Entries taken from a collection
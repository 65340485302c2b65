//! Custom error types for the acquisition pipeline.
//!
//! Using the `thiserror` crate, this module gives each layer of the pipeline
//! its own error enum and folds the fatal ones into [`AcquisitionError`].
//!
//! ## Error Hierarchy
//!
//! - **`AcquisitionError`**: the only error that escapes the acquisition loop.
//!   It is raised while *starting* acquisition (unknown source type, hardware
//!   unavailable, unreadable file, invalid configuration, thread spawn failure).
//!   Once the loop runs, every recoverable condition is absorbed inside it.
//! - **`SourceError`**: failures reported by a frame source. Open failures are
//!   fatal; read and `set` failures are logged as warnings by the loop.
//! - **`RingBufferError`**: `EmptyHistory`, a transient no-op during replay.
//! - **`ControlError`**: a control value was rejected (wrong type, out of range).
//! - **`QueueError`**: the output queue refused a frame (full or disconnected).
//! - **`FileFormatError`**: a raw frame stack file is malformed.
//! - **`FrameError`**: a pixel buffer does not match its declared shape.

use std::path::PathBuf;
use thiserror::Error;

/// Fatal errors raised while starting acquisition.
#[derive(Error, Debug)]
pub enum AcquisitionError {
    #[error("{0} is not a valid camera type")]
    UnknownSource(String),

    #[error("Failed to open frame source: {0}")]
    SourceOpen(#[source] SourceError),

    #[error("Unsupported video file: {}", .0.display())]
    UnsupportedFile(PathBuf),

    #[error("Configuration validation error: {0}")]
    Configuration(String),

    #[error("Failed to spawn acquisition thread: {0}")]
    ThreadSpawn(#[source] std::io::Error),

    #[error("Acquisition worker exited before reporting its start-up status")]
    WorkerLost,

    #[error("Acquisition worker panicked")]
    WorkerPanicked,
}

/// Errors reported by a frame source.
#[derive(Error, Debug)]
pub enum SourceError {
    #[error("Hardware error: {0}")]
    Hardware(String),

    #[error("Source is not open (state: {0})")]
    NotOpen(&'static str),

    #[error("Source already opened (state: {0})")]
    AlreadyOpened(&'static str),

    #[error("Parameter '{name}' rejected: {reason}")]
    Rejected { name: String, reason: String },

    #[error("Parameter '{0}' is not supported by this source")]
    UnsupportedParameter(String),

    #[error("Frame index {index} out of range (0..{count})")]
    FrameIndex { index: usize, count: usize },

    #[error("Video contains no frames")]
    EmptyVideo,

    #[error("Video file error: {0}")]
    Format(#[from] FileFormatError),

    #[error("I/O error: {0}")]
    Io(#[from] std::io::Error),
}

/// Errors from ring buffer lookups.
#[derive(Error, Debug, Clone, Copy, PartialEq, Eq)]
pub enum RingBufferError {
    #[error("No frame has been written to the ring buffer")]
    EmptyHistory,
}

/// Rejected control parameter values.
#[derive(Error, Debug, Clone, PartialEq)]
pub enum ControlError {
    #[error("Parameter '{name}' expects {expected}, got {value}")]
    WrongType {
        name: String,
        expected: &'static str,
        value: String,
    },

    #[error("Parameter '{name}' value {value} outside limits [{min}, {max}]")]
    OutOfRange {
        name: String,
        value: f64,
        min: f64,
        max: f64,
    },

    #[error("Control channel disconnected")]
    Disconnected,
}

/// Output queue refusals.
#[derive(Error, Debug, Clone, Copy, PartialEq, Eq)]
pub enum QueueError {
    #[error("Output queue is full")]
    Full,

    #[error("Output queue has no consumers")]
    Disconnected,
}

/// Malformed raw frame stack files.
#[derive(Error, Debug, Clone, PartialEq, Eq)]
pub enum FileFormatError {
    #[error("File too short for header ({0} bytes)")]
    TruncatedHeader(usize),

    #[error("Invalid frame stack magic number: expected 0x{expected:016X}, got 0x{found:016X}")]
    BadMagic { expected: u64, found: u64 },

    #[error("Unsupported frame stack version {0}")]
    UnsupportedVersion(u32),

    #[error("Unknown sample format code {0}")]
    UnknownSampleFormat(u32),

    #[error("Frame stack declares {expected} data bytes but file holds {actual}")]
    TruncatedData { expected: u64, actual: u64 },

    #[error("Frame stack dimensions overflow: {width}x{height}x{channels}, {frame_count} frames")]
    SizeOverflow {
        width: usize,
        height: usize,
        channels: usize,
        frame_count: usize,
    },

    #[error("Frames in a stack must share shape and sample format")]
    InconsistentFrames,
}

/// Pixel buffer does not match the declared image shape.
#[derive(Error, Debug, Clone, PartialEq, Eq)]
pub enum FrameError {
    #[error("Pixel buffer holds {samples} samples, expected {width}x{height}x{channels}")]
    ShapeMismatch {
        width: usize,
        height: usize,
        channels: usize,
        samples: usize,
    },
}

#[cfg(test)]
mod tests {
    use super::*;

    #[test]
    fn test_error_display() {
        let err = AcquisitionError::UnknownSource("ximea2".to_string());
        assert_eq!(err.to_string(), "ximea2 is not a valid camera type");
    }

    #[test]
    fn test_source_open_wraps_cause() {
        let err = AcquisitionError::SourceOpen(SourceError::Hardware("no camera".into()));
        assert!(err.to_string().contains("Failed to open frame source"));
        let source = std::error::Error::source(&err).map(|s| s.to_string());
        assert_eq!(source.as_deref(), Some("Hardware error: no camera"));
    }

    #[test]
    fn test_format_error_converts_into_source_error() {
        let err: SourceError = FileFormatError::UnsupportedVersion(9).into();
        assert!(err.to_string().contains("version 9"));
    }
}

Required work
Word for word, print every line above.

Task answer
repository 65340485302c2b65
//! Custom error types for the acquisition pipeline.
//!
//! Using the `thiserror` crate, this module gives each layer of the pipeline
//! its own error enum and folds the fatal ones into [`AcquisitionError`].
//!
//! ## Error Hierarchy
//!
//! - **`AcquisitionError`**: the only error that escapes the acquisition loop.
//!   It is raised while *starting* acquisition (unknown source type, hardware
//!   unavailable, unreadable file, invalid configuration, thread spawn failure).
//!   Once the loop runs, every recoverable condition is absorbed inside it.
//! - **`SourceError`**: failures reported by a frame source. Open failures are
//!   fatal; read and `set` failures are logged as warnings by the loop.
//! - **`RingBufferError`**: `EmptyHistory`, a transient no-op during replay.
//! - **`ControlError`**: a control value was rejected (wrong type, out of range).
//! - **`QueueError`**: the output queue refused a frame (full or disconnected).
//! - **`FileFormatError`**: a raw frame stack file is malformed.
//! - **`FrameError`**: a pixel buffer does not match its declared shape.

use std::path::PathBuf;
use thiserror::Error;

/// Fatal errors raised while starting acquisition.
#[derive(Error, Debug)]
pub enum AcquisitionError {
    #[error("{0} is not a valid camera type")]
    UnknownSource(String),

    #[error("Failed to open frame source: {0}")]
    SourceOpen(#[source] SourceError),

    #[error("Unsupported video file: {}", .0.display())]
    UnsupportedFile(PathBuf),

    #[error("Configuration validation error: {0}")]
    Configuration(String),

    #[error("Failed to spawn acquisition thread: {0}")]
    ThreadSpawn(#[source] std::io::Error),

    #[error("Acquisition worker exited before reporting its start-up status")]
    WorkerLost,

    #[error("Acquisition worker panicked")]
    WorkerPanicked,
}

/// Errors reported by a frame source.
#[derive(Error, Debug)]
pub enum SourceError {
    #[error("Hardware error: {0}")]
    Hardware(String),

    #[error("Source is not open (state: {0})")]
    NotOpen(&'static str),

    #[error("Source already opened (state: {0})")]
    AlreadyOpened(&'static str),

    #[error("Parameter '{name}' rejected: {reason}")]
    Rejected { name: String, reason: String },

    #[error("Parameter '{0}' is not supported by this source")]
    UnsupportedParameter(String),

    #[error("Frame index {index} out of range (0..{count})")]
    FrameIndex { index: usize, count: usize },

    #[error("Video contains no frames")]
    EmptyVideo,

    #[error("Video file error: {0}")]
    Format(#[from] FileFormatError),

    #[error("I/O error: {0}")]
    Io(#[from] std::io::Error),
}

/// Errors from ring buffer lookups.
#[derive(Error, Debug, Clone, Copy, PartialEq, Eq)]
pub enum RingBufferError {
    #[error("No frame has been written to the ring buffer")]
    EmptyHistory,
}

/// Rejected control parameter values.
#[derive(Error, Debug, Clone, PartialEq)]
pub enum ControlError {
    #[error("Parameter '{name}' expects {expected}, got {value}")]
    WrongType {
        name: String,
        expected: &'static str,
        value: String,
    },

    #[error("Parameter '{name}' value {value} outside limits [{min}, {max}]")]
    OutOfRange {
        name: String,
        value: f64,
        min: f64,
        max: f64,
    },

    #[error("Control channel disconnected")]
    Disconnected,
}

/// Output queue refusals.
#[derive(Error, Debug, Clone, Copy, PartialEq, Eq)]
pub enum QueueError {
    #[error("Output queue is full")]
    Full,

    #[error("Output queue has no consumers")]
    Disconnected,
}

/// Malformed raw frame stack files.
#[derive(Error, Debug, Clone, PartialEq, Eq)]
pub enum FileFormatError {
    #[error("File too short for header ({0} bytes)")]
    TruncatedHeader(usize),

    #[error("Invalid frame stack magic number: expected 0x{expected:016X}, got 0x{found:016X}")]
    BadMagic { expected: u64, found: u64 },

    #[error("Unsupported frame stack version {0}")]
    UnsupportedVersion(u32),

    #[error("Unknown sample format code {0}")]
    UnknownSampleFormat(u32),

    #[error("Frame stack declares {expected} data bytes but file holds {actual}")]
    TruncatedData { expected: u64, actual: u64 },

    #[error("Frame stack dimensions overflow: {width}x{height}x{channels}, {frame_count} frames")]
    SizeOverflow {
        width: usize,
        height: usize,
        channels: usize,
        frame_count: usize,
    },

    #[error("Frames in a stack must share shape and sample format")]
    InconsistentFrames,
}

/// Pixel buffer does not match the declared image shape.
#[derive(Error, Debug, Clone, PartialEq, Eq)]
pub enum FrameError {
    #[error("Pixel buffer holds {samples} samples, expected {width}x{height}x{channels}")]
    ShapeMismatch {
        width: usize,
        height: usize,
        channels: usize,
        samples: usize,
    },
}

#[cfg(test)]
mod tests {
    use super::*;

    #[test]
    fn test_error_display() {
        let err = AcquisitionError::UnknownSource("ximea2".to_string());
        assert_eq!(err.to_string(), "ximea2 is not a valid camera type");
    }

    #[test]
    fn test_source_open_wraps_cause() {
        let err = AcquisitionError::SourceOpen(SourceError::Hardware("no camera".into()));
        assert!(err.to_string().contains("Failed to open frame source"));
        let source = std::error::Error::source(&err).map(|s| s.to_string());
        assert_eq!(source.as_deref(), Some("Hardware error: no camera"));
    }

    #[test]
    fn test_format_error_converts_into_source_error() {
        let err: SourceError = FileFormatError::UnsupportedVersion(9).into();
        assert!(err.to_string().contains("version 9"));
    }
}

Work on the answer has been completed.